From this Day Forward (the Wedding Bell Blues remix)

by Lady_Ganesh



Category: Weiß Kreuz
Genre: Developing Relationship, Humor, M/M, Marriage Proposal, unconventional proposals
Language: English
Status: Completed
Published: 2020-10-14
Updated: 2020-10-14
Packaged: 2021-03-07 00:08:49
Rating: Teen And Up Audiences
Warnings: No Archive Warnings Apply
Chapters: 1
Words: 2,443
Publisher: archiveofourown.org
Story URL: https://archiveofourown.org/works/26197636
Author URL: https://archiveofourown.org/users/Lady_Ganesh/pseuds/Lady_Ganesh
Summary: Schuldig won't say he's in love.
Relationships: Brad Crawford/Schuldig, background Nagi/Mamoru
Comments: 6
Kudos: 16
Collections: Remix Revival 2020





	From this Day Forward (the Wedding Bell Blues remix)

**Author's Note:**

  * For [Daegaer](https://archiveofourown.org/users/Daegaer/gifts).
  * Inspired by [With All My Worldly Goods](https://archiveofourown.org/works/217741) by [Daegaer](https://archiveofourown.org/users/Daegaer/pseuds/Daegaer). 

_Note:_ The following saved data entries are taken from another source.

//! 40-key keyboard with debounce, auto-repeat and an event ring.
//!
//! [`KeyScan`] runs from a periodic interrupt, samples the raw key lines and
//! pushes key events into the shared [`Keys`] state, which the application
//! polls with [`Keys::get()`] or [`Keys::get_char()`].

use core::sync::atomic::{AtomicBool, AtomicU8, AtomicUsize, Ordering};

use crate::hal::KeyLines;

/// Number of keys, not counting [`Key::NoKey`].
pub const KEY_NUM: usize = 40;

/// Keycodes, one row per printed key row.
#[rustfmt::skip]
#[derive(Copy, Clone, Debug, Eq, PartialEq, PartialOrd, Ord)]
#[repr(u8)]
pub enum Key {
    NoKey = 0,
    Key1, Key2, Key3, Key4, Key5, Key6, Key7, Key8, Key9, Key0,
    Q, W, E, R, T, Y, U, I, O, P,
    A, S, D, F, G, H, J, K, L, Enter,
    Shift, Z, X, C, V, B, N, M, Ctrl, Space,
}

impl Key {
    /// Key for a keycode, `None` for codes above [`Key::Space`].
    pub fn from_code(code: u8) -> Option<Key> {
        ALL_KEYS.get(code as usize).copied()
    }

    pub fn code(self) -> u8 {
        self as u8
    }

    /// Iterate over every real key.
    pub fn all() -> impl Iterator<Item = Key> {
        ALL_KEYS[1..].iter().copied()
    }
}

#[rustfmt::skip]
static ALL_KEYS: [Key; KEY_NUM + 1] = [
    Key::NoKey,
    Key::Key1, Key::Key2, Key::Key3, Key::Key4, Key::Key5,
    Key::Key6, Key::Key7, Key::Key8, Key::Key9, Key::Key0,
    Key::Q, Key::W, Key::E, Key::R, Key::T, Key::Y, Key::U, Key::I, Key::O, Key::P,
    Key::A, Key::S, Key::D, Key::F, Key::G, Key::H, Key::J, Key::K, Key::L, Key::Enter,
    Key::Shift, Key::Z, Key::X, Key::C, Key::V, Key::B, Key::N, Key::M, Key::Ctrl, Key::Space,
];

/// Characters for each keycode, unshifted.
static CHARS: [u8; KEY_NUM + 1] = *b"\x001234567890qwertyuiopasdfghjkl\n\0zxcvbnm\0 ";
/// Characters for each keycode with Shift held.
static CHARS_SHIFT: [u8; KEY_NUM + 1] = *b"\x00!\"#$%&'()_QWERTYUIOPASDFGHJKL\n\0ZXCVBNM\0 ";

/// Set of keys, one bit per keycode.
#[derive(Copy, Clone, Debug, Default, Eq, PartialEq)]
pub struct KeySet(u64);

impl KeySet {
    pub const fn new() -> Self {
        KeySet(0)
    }

    pub fn set(&mut self, key: Key, pressed: bool) {
        if pressed {
            self.0 |= 1u64 << key.code();
        } else {
            self.0 &= !(1u64 << key.code());
        }
    }

    pub fn press(&mut self, key: Key) {
        self.set(key, true);
    }

    pub fn contains(&self, key: Key) -> bool {
        key != Key::NoKey && self.0 & (1u64 << key.code()) != 0
    }

    pub fn clear(&mut self) {
        self.0 = 0;
    }

    pub fn is_empty(&self) -> bool {
        self.0 & !1 == 0
    }
}

/// Debounce timing, in scan ticks.
#[derive(Copy, Clone, Debug, Eq, PartialEq)]
pub struct KeyConfig {
    /// Ticks a key must read released before it counts as released.
    pub release: u16,
    /// Ticks from the first press event to the first repeat.
    pub press: u16,
    /// Ticks between further repeats.
    pub repeat: u16,
}

impl KeyConfig {
    /// Timing for a 100Hz scan tick: 50ms release, 400ms delay, 100ms repeat.
    pub const DEFAULT: KeyConfig = KeyConfig { release: 5, press: 40, repeat: 10 };
}

impl Default for KeyConfig {
    fn default() -> Self {
        Self::DEFAULT
    }
}

/// Single producer, single consumer ring of keycodes.
///
/// `S` must be a power of two. The producer never blocks: when it gets more
/// than `S` events ahead, the oldest events are lost and the consumer
/// resumes at the oldest event still held.
pub struct KeyBuf<const S: usize> {
    buf: [AtomicU8; S],
    write: AtomicUsize,
    read: AtomicUsize,
}

impl<const S: usize> KeyBuf<S> {
    const SIZE_OK: () = assert!(S.is_power_of_two());

    pub const fn new() -> Self {
        #[allow(clippy::let_unit_value)]
        let _ = Self::SIZE_OK;
        KeyBuf {
            buf: [const { AtomicU8::new(0) }; S],
            write: AtomicUsize::new(0),
            read: AtomicUsize::new(0),
        }
    }

    /// Producer side.
    pub fn push(&self, code: u8) {
        let w = self.write.load(Ordering::Relaxed);
        self.buf[w & (S - 1)].store(code, Ordering::Relaxed);
        self.write.store(w.wrapping_add(1), Ordering::Release);
    }

    /// Consumer side.
    pub fn pop(&self) -> Option<u8> {
        let w = self.write.load(Ordering::Acquire);
        let mut r = self.read.load(Ordering::Relaxed);
        if w == r {
            return None;
        }
        if w.wrapping_sub(r) > S {
            r = w.wrapping_sub(S);
        }
        let code = self.buf[r & (S - 1)].load(Ordering::Relaxed);
        self.read.store(r.wrapping_add(1), Ordering::Relaxed);
        Some(code)
    }

    /// Consumer side: discard everything queued.
    pub fn flush(&self) {
        self.read.store(self.write.load(Ordering::Acquire), Ordering::Relaxed);
    }

    pub fn is_empty(&self) -> bool {
        self.write.load(Ordering::Acquire) == self.read.load(Ordering::Relaxed)
    }
}

impl<const S: usize> Default for KeyBuf<S> {
    fn default() -> Self {
        Self::new()
    }
}

/// Keyboard state shared between the scan interrupt and the application.
pub struct Keys<const S: usize> {
    buf: KeyBuf<S>,
    pressed: [AtomicBool; KEY_NUM + 1],
}

impl<const S: usize> Keys<S> {
    pub const fn new() -> Self {
        Keys { buf: KeyBuf::new(), pressed: [const { AtomicBool::new(false) }; KEY_NUM + 1] }
    }

    /// Next key event, or [`Key::NoKey`] if none are queued.
    pub fn get(&self) -> Key {
        self.buf.pop().and_then(Key::from_code).unwrap_or(Key::NoKey)
    }

    /// Next key event that maps to a character, using the current Shift state.
    ///
    /// Events without a character are consumed and skipped.
    pub fn get_char(&self) -> Option<char> {
        loop {
            let key = self.buf.pop().and_then(Key::from_code)?;
            let table = if self.pressed(Key::Shift) { &CHARS_SHIFT } else { &CHARS };
            let c = table[key.code() as usize];
            if c != 0 {
                return Some(c as char);
            }
        }
    }

    /// Discard all queued events.
    pub fn flush(&self) {
        self.buf.flush();
    }

    pub fn pressed(&self, key: Key) -> bool {
        self.pressed[key.code() as usize].load(Ordering::Relaxed)
    }

    pub fn no_pressed(&self) -> bool {
        Key::all().all(|k| !self.pressed(k))
    }

    /// Busy-wait until every key is released. Never returns if a key is held.
    pub fn wait_no_pressed(&self) {
        while !self.no_pressed() {
            core::hint::spin_loop();
        }
    }

    fn event(&self, key: Key) {
        self.buf.push(key.code());
    }

    fn set_pressed(&self, key: Key, pressed: bool) {
        self.pressed[key.code() as usize].store(pressed, Ordering::Relaxed);
    }
}

impl<const S: usize> Default for Keys<S> {
    fn default() -> Self {
        Self::new()
    }
}

/// Debounce and auto-repeat engine, owned by the scan interrupt.
pub struct KeyScan<'a, L: KeyLines, const S: usize> {
    lines: L,
    keys: &'a Keys<S>,
    cfg: KeyConfig,
    /// Ticks left until each key counts as released, 0 when released.
    release: [u16; KEY_NUM + 1],
    /// Ticks left until the next repeat event.
    repeat: [u16; KEY_NUM + 1],
    raw: KeySet,
}

impl<'a, L: KeyLines, const S: usize> KeyScan<'a, L, S> {
    pub fn new(lines: L, keys: &'a Keys<S>, cfg: KeyConfig) -> Self {
        KeyScan {
            lines,
            keys,
            cfg,
            release: [0; KEY_NUM + 1],
            repeat: [0; KEY_NUM + 1],
            raw: KeySet::new(),
        }
    }

    /// Call once per scan tick.
    pub fn scan(&mut self) {
        self.raw.clear();
        self.lines.read(&mut self.raw);

        for key in Key::all() {
            let k = key.code() as usize;
            if self.raw.contains(key) {
                if self.release[k] == 0 {
                    self.keys.event(key);
                    self.keys.set_pressed(key, true);
                    self.repeat[k] = self.cfg.press;
                } else if self.repeat[k] > 0 {
                    self.repeat[k] -= 1;
                    if self.repeat[k] == 0 {
                        self.keys.event(key);
                        self.repeat[k] = self.cfg.repeat;
                    }
                }
                self.release[k] = self.cfg.release.max(1);
            } else if self.release[k] > 0 {
                self.release[k] -= 1;
                if self.release[k] == 0 {
                    self.keys.set_pressed(key, false);
                }
            }
        }
    }

    pub fn lines_mut(&mut self) -> &mut L {
        &mut self.lines
    }

    /// Release every key and return the key lines.
    pub fn release(self) -> L {
        for key in Key::all() {
            self.keys.set_pressed(key, false);
        }
        self.lines
    }
}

On his thirteenth birthday, the voices started bleeding in. They'd always been there, as long as he could remember, but now they were louder, loud enough that sometimes it was hard to tell where he ended and the voices began.

His cousin was getting married in a month, and his sister talked about it endlessly, about what it would be like when _she_ would be married, the white dress, the candles in the cathedral, the exact flowers she wanted in her bouquet (cornflowers, and the bridesmaids would wear blue, _like my eyes, won't that be pretty?)_.

The ceremony was all right. It was the reception-- _she drank too much when will we get to the shoe auction? why isn't the food here already I'm starving what do you mean Hans left her for another man--_ that broke him open.

Someone found him vomiting in the men's and said, _come with us. We'll make it quiet._

It took years, but they did what they said they'd do. The voices quieted. They never went away--sometimes they still bled in, bled through--but he could eat and drink and piss without wondering if it was really his body that needed to do it.

He thought he'd been eighteen when they assigned him to Crawford.

Crawford's first words to him had been, "I don't like telepaths."

Schuldig hadn't even bothered answering. They were stuck with each other, and there wasn't much either of them could do about it.

Crawford had started cold and remained there. But it didn’t feel like Crawford was holding a knife at his ribs, ready to stab him in the back. That was an exception, at the Schloss. He could work with cold.

Cold meant they worked efficiently together. It meant they didn't play any stupid games. Farfarello seemed to like Schuldig, in his lucid moments. It was enough, enough that Schuldig had started telling himself that things were fine as they were. Enough that he'd stopped thinking of getting out. Enough that he'd stopped wanting anything better.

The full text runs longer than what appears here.